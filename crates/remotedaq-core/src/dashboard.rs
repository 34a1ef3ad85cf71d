// ── Dashboard facade ──
//
// Lifecycle for one dashboard session: holds the network settings, runs
// the periodic directory refresh, tracks the selected node, and issues
// DAQ reads and writes against it.

use std::sync::Arc;
use std::sync::atomic::{AtomicBool, Ordering};
use std::time::Duration;

use arc_swap::ArcSwap;
use chrono::{DateTime, Utc};
use dashmap::DashMap;
use serde::Serialize;
use tokio::sync::{Mutex, watch};
use tokio::task::JoinHandle;
use tokio::time::MissedTickBehavior;
use tokio_util::sync::CancellationToken;
use tracing::{debug, info, warn};
use url::Url;

use remotedaq_api::{ChannelGroup, DaqClient, DaqResponse, TlsMode, TransportConfig, ZeroTierClient};

use crate::config::{DashboardConfig, TlsVerification};
use crate::directory::NodeDirectory;
use crate::error::CoreError;
use crate::model::{ChannelSelection, ChannelTable, NodeFilter, NodeRecord, Settings};
use crate::reconcile::reconcile;
use crate::store::{DirectoryStatus, NodeStore};
use crate::stream::NodeStream;

// ── RefreshState ─────────────────────────────────────────────────

/// State of the directory refresh loop.
#[derive(Debug, Clone, Copy, Default, PartialEq, Eq, Serialize, strum::Display)]
#[serde(rename_all = "snake_case")]
#[strum(serialize_all = "snake_case")]
pub enum RefreshState {
    #[default]
    Idle,
    Fetching,
}

/// Point-in-time view of a dashboard, for display and serialization.
#[derive(Debug, Clone, Serialize)]
pub struct DashboardSnapshot {
    pub nodes: Vec<NodeRecord>,
    pub selected: Option<NodeRecord>,
    pub refresh_state: RefreshState,
    pub directory: DirectoryStatus,
    pub last_refresh: Option<DateTime<Utc>>,
}

// ── Dashboard ────────────────────────────────────────────────────

/// Main entry point for consumers.
///
/// Cheaply cloneable via `Arc<DashboardInner>`. Background refresh runs
/// only between [`start()`](Self::start) and [`shutdown()`](Self::shutdown).
#[derive(Clone)]
pub struct Dashboard {
    inner: Arc<DashboardInner>,
}

struct DashboardInner {
    config: DashboardConfig,
    settings: ArcSwap<Settings>,
    directory: NodeDirectory,
    daq: DaqClient,
    store: NodeStore,
    selected: watch::Sender<Option<NodeRecord>>,
    refresh_state: watch::Sender<RefreshState>,
    /// Serializes DAQ requests per node id.
    node_locks: DashMap<String, Arc<Mutex<()>>>,
    started: AtomicBool,
    cancel: CancellationToken,
    task_handles: Mutex<Vec<JoinHandle<()>>>,
}

impl Dashboard {
    /// Build a dashboard. Does not touch the network until
    /// [`start()`](Self::start) or an explicit operation.
    pub fn new(config: DashboardConfig, settings: Settings) -> Result<Self, CoreError> {
        let transport = build_transport(&config);
        let zerotier = ZeroTierClient::new(config.zerotier_url.clone(), &transport)?;
        let daq = DaqClient::new(&transport)?;
        let directory = NodeDirectory::new(zerotier, config.local_node_id.clone());

        let (selected, _) = watch::channel(None);
        let (refresh_state, _) = watch::channel(RefreshState::Idle);

        Ok(Self {
            inner: Arc::new(DashboardInner {
                config,
                settings: ArcSwap::from_pointee(settings),
                directory,
                daq,
                store: NodeStore::new(),
                selected,
                refresh_state,
                node_locks: DashMap::new(),
                started: AtomicBool::new(false),
                cancel: CancellationToken::new(),
                task_handles: Mutex::new(Vec::new()),
            }),
        })
    }

    pub fn config(&self) -> &DashboardConfig {
        &self.inner.config
    }

    pub fn store(&self) -> &NodeStore {
        &self.inner.store
    }

    // ── Lifecycle ────────────────────────────────────────────────

    /// Run an initial directory refresh and spawn the refresh loop.
    ///
    /// Calling `start` again is a no-op. A zero refresh interval skips
    /// the loop and keeps only the initial refresh.
    pub async fn start(&self) -> Result<(), CoreError> {
        if self.inner.cancel.is_cancelled() {
            return Err(CoreError::ShutDown);
        }
        if self.inner.started.swap(true, Ordering::AcqRel) {
            return Ok(());
        }

        self.refresh_nodes().await;

        let period = self.inner.config.refresh_interval;
        if !period.is_zero() {
            let dashboard = self.clone();
            let cancel = self.inner.cancel.clone();
            self.inner
                .task_handles
                .lock()
                .await
                .push(tokio::spawn(refresh_task(dashboard, period, cancel)));
        }

        info!(
            nodes = self.inner.store.len(),
            refresh_secs = period.as_secs_f64(),
            "dashboard started"
        );
        Ok(())
    }

    /// Stop the refresh loop and wait for it to exit.
    ///
    /// In-flight DAQ requests are not awaited; they end at their timeout.
    pub async fn shutdown(&self) {
        self.inner.cancel.cancel();

        let mut handles = self.inner.task_handles.lock().await;
        for handle in handles.drain(..) {
            let _ = handle.await;
        }

        self.inner.refresh_state.send_replace(RefreshState::Idle);
        debug!("dashboard shut down");
    }

    /// One-shot: start without a refresh loop, run the closure, shut down.
    pub async fn oneshot<F, Fut, T>(
        config: DashboardConfig,
        settings: Settings,
        f: F,
    ) -> Result<T, CoreError>
    where
        F: FnOnce(Dashboard) -> Fut,
        Fut: std::future::Future<Output = Result<T, CoreError>>,
    {
        let mut cfg = config;
        cfg.refresh_interval = Duration::ZERO;

        let dashboard = Dashboard::new(cfg, settings)?;
        dashboard.start().await?;
        let result = f(dashboard.clone()).await;
        dashboard.shutdown().await;
        result
    }

    // ── Directory ────────────────────────────────────────────────

    /// Query the directory once and publish the result.
    ///
    /// Returns `true` when the published node set changed. A failed
    /// query publishes an empty list and is recorded in
    /// [`directory_status()`](Self::directory_status).
    pub async fn refresh_nodes(&self) -> bool {
        self.inner.refresh_state.send_replace(RefreshState::Fetching);

        let settings = self.inner.settings.load_full();
        let result = self
            .inner
            .directory
            .query(&settings, self.inner.config.node_filter)
            .await;
        if let Err(ref e) = result {
            warn!(error = %e, "directory refresh failed");
        }
        let changed = self.inner.store.apply_directory_result(result);

        self.inner.refresh_state.send_replace(RefreshState::Idle);
        changed
    }

    /// Query the directory with an explicit filter, without publishing.
    pub async fn query_nodes(&self, filter: NodeFilter) -> Result<Vec<NodeRecord>, CoreError> {
        let settings = self.inner.settings.load_full();
        self.inner.directory.query(&settings, filter).await
    }

    // ── Settings ─────────────────────────────────────────────────

    pub fn settings(&self) -> Arc<Settings> {
        self.inner.settings.load_full()
    }

    /// Swap in new settings. The next refresh uses them.
    pub fn update_settings(&self, settings: Settings) {
        self.inner.settings.store(Arc::new(settings));
        info!("network settings updated");
    }

    // ── Selection ────────────────────────────────────────────────

    /// Make `node` the target of subsequent DAQ operations.
    pub fn select_node(&self, node: NodeRecord) {
        debug!(node = %node.display_name(), "node selected");
        self.inner.selected.send_replace(Some(node));
    }

    /// Select the published node matching `identifier` by id, name, or address.
    pub fn select_by(&self, identifier: &str) -> Result<NodeRecord, CoreError> {
        let node = self
            .inner
            .store
            .find(identifier)
            .ok_or_else(|| CoreError::NodeNotFound {
                identifier: identifier.to_owned(),
            })?;
        self.select_node(node.clone());
        Ok(node)
    }

    /// Select a node by address alone, bypassing the directory.
    pub fn select_host(&self, host: &str) -> Result<NodeRecord, CoreError> {
        let host = host.trim();
        if crate::model::endpoint_for_host(host, self.inner.config.daq_port).is_none() {
            return Err(CoreError::ValidationFailed {
                message: format!("'{host}' is not a valid host"),
            });
        }
        let node = NodeRecord {
            id: host.to_owned(),
            name: String::new(),
            ip_address: Some(host.to_owned()),
            authorized: true,
            online: true,
            description: None,
            physical_address: None,
            last_online: None,
        };
        self.select_node(node.clone());
        Ok(node)
    }

    pub fn selected_node(&self) -> Option<NodeRecord> {
        self.inner.selected.borrow().clone()
    }

    // ── DAQ operations ───────────────────────────────────────────

    /// Read a channel group from the selected node and reconcile the
    /// selected channels into a fresh table.
    pub async fn read_channels(
        &self,
        group: ChannelGroup,
        selection: &ChannelSelection,
    ) -> Result<ChannelTable, CoreError> {
        if selection.is_empty() {
            return Err(CoreError::EmptySelection);
        }
        if group.is_writable() {
            return Err(CoreError::ValidationFailed {
                message: format!("{} is written, not read", group.label()),
            });
        }
        let size = self.inner.config.channels.size(group);
        selection.validate(size)?;

        let (node, url) = self.selected_endpoint()?;
        let response = {
            let lock = self.node_lock(&node.id);
            let _guard = lock.lock().await;
            self.inner.daq.read(&url, group).await
        };

        let entries = response
            .into_result()
            .map_err(|message| CoreError::Daq { message })?;
        debug!(node = %node.display_name(), %group, entries = entries.len(), "channels read");
        reconcile(group, size, &entries, selection)
    }

    /// Set both analog output channels on the selected node.
    pub async fn write_analog_output(&self, values: &[f64]) -> Result<DaqResponse, CoreError> {
        let expected = self.inner.config.channels.analog_output;
        if values.len() != expected {
            return Err(CoreError::InvalidPayload {
                message: format!("expected {expected} analog values, got {}", values.len()),
            });
        }
        if let Some(v) = values.iter().find(|v| !v.is_finite()) {
            return Err(CoreError::InvalidPayload {
                message: format!("analog value {v} is not a finite number"),
            });
        }

        let (node, url) = self.selected_endpoint()?;
        let response = {
            let lock = self.node_lock(&node.id);
            let _guard = lock.lock().await;
            self.inner.daq.write_analog_output(&url, values).await
        };
        accepted(response)
    }

    /// Set every digital output channel on the selected node.
    pub async fn write_digital_output(&self, states: &[u8]) -> Result<DaqResponse, CoreError> {
        let expected = self.inner.config.channels.digital_output;
        if states.len() != expected {
            return Err(CoreError::InvalidPayload {
                message: format!("expected {expected} digital states, got {}", states.len()),
            });
        }
        if let Some(s) = states.iter().find(|s| **s > 1) {
            return Err(CoreError::InvalidPayload {
                message: format!("digital state {s} is not 0 or 1"),
            });
        }

        let (node, url) = self.selected_endpoint()?;
        let response = {
            let lock = self.node_lock(&node.id);
            let _guard = lock.lock().await;
            self.inner.daq.write_digital_output(&url, states).await
        };
        accepted(response)
    }

    // ── State observation ────────────────────────────────────────

    /// Subscribe to published node list changes.
    pub fn nodes(&self) -> NodeStream {
        self.inner.store.subscribe()
    }

    pub fn nodes_snapshot(&self) -> Arc<Vec<NodeRecord>> {
        self.inner.store.snapshot()
    }

    pub fn refresh_state(&self) -> watch::Receiver<RefreshState> {
        self.inner.refresh_state.subscribe()
    }

    pub fn selection(&self) -> watch::Receiver<Option<NodeRecord>> {
        self.inner.selected.subscribe()
    }

    pub fn directory_status(&self) -> DirectoryStatus {
        self.inner.store.status()
    }

    pub fn snapshot(&self) -> DashboardSnapshot {
        DashboardSnapshot {
            nodes: self.inner.store.snapshot().as_ref().clone(),
            selected: self.selected_node(),
            refresh_state: *self.inner.refresh_state.borrow(),
            directory: self.inner.store.status(),
            last_refresh: self.inner.store.last_refresh(),
        }
    }

    // ── Helpers ──────────────────────────────────────────────────

    /// Capture the selected node and its endpoint for one operation.
    fn selected_endpoint(&self) -> Result<(NodeRecord, Url), CoreError> {
        let node = self.selected_node().ok_or(CoreError::NoNodeSelected)?;
        let url = node
            .endpoint(self.inner.config.daq_port)
            .ok_or_else(|| CoreError::NodeUnreachable {
                node: node.display_name().to_owned(),
            })?;
        Ok((node, url))
    }

    fn node_lock(&self, node_id: &str) -> Arc<Mutex<()>> {
        Arc::clone(
            self.inner
                .node_locks
                .entry(node_id.to_owned())
                .or_default()
                .value(),
        )
    }
}

// ── Background tasks ─────────────────────────────────────────────

/// Periodically re-query the directory until cancelled.
async fn refresh_task(dashboard: Dashboard, period: Duration, cancel: CancellationToken) {
    let mut interval = tokio::time::interval(period);
    interval.set_missed_tick_behavior(MissedTickBehavior::Delay);
    interval.tick().await; // consume the immediate first tick

    loop {
        tokio::select! {
            biased;
            () = cancel.cancelled() => break,
            _ = interval.tick() => {
                tokio::select! {
                    biased;
                    () = cancel.cancelled() => break,
                    changed = dashboard.refresh_nodes() => {
                        if changed {
                            debug!(nodes = dashboard.inner.store.len(), "published node list");
                        }
                    }
                }
            }
        }
    }

    dashboard.inner.refresh_state.send_replace(RefreshState::Idle);
}

/// Map a write response to its failure message, if any.
fn accepted(response: DaqResponse) -> Result<DaqResponse, CoreError> {
    if response.success {
        return Ok(response);
    }
    let message = response.into_result().err().unwrap_or_default();
    Err(CoreError::Daq { message })
}

fn build_transport(config: &DashboardConfig) -> TransportConfig {
    TransportConfig {
        tls: tls_to_transport(&config.tls),
        timeout: config.timeout,
    }
}

fn tls_to_transport(tls: &TlsVerification) -> TlsMode {
    match tls {
        TlsVerification::SystemDefaults => TlsMode::System,
        TlsVerification::CustomCa(path) => TlsMode::CustomCa(path.clone()),
    }
}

:::

Task to complete —
Above are the entries. Quote exactly the lines from the one bearing "at their timeout." through the one bearing "for handle in".

Response —
    /// In-flight DAQ requests are not awaited; they end at their timeout.
    pub async fn shutdown(&self) {
        self.inner.cancel.cancel();

        let mut handles = self.inner.task_handles.lock().await;
        for handle in handles.drain(..) {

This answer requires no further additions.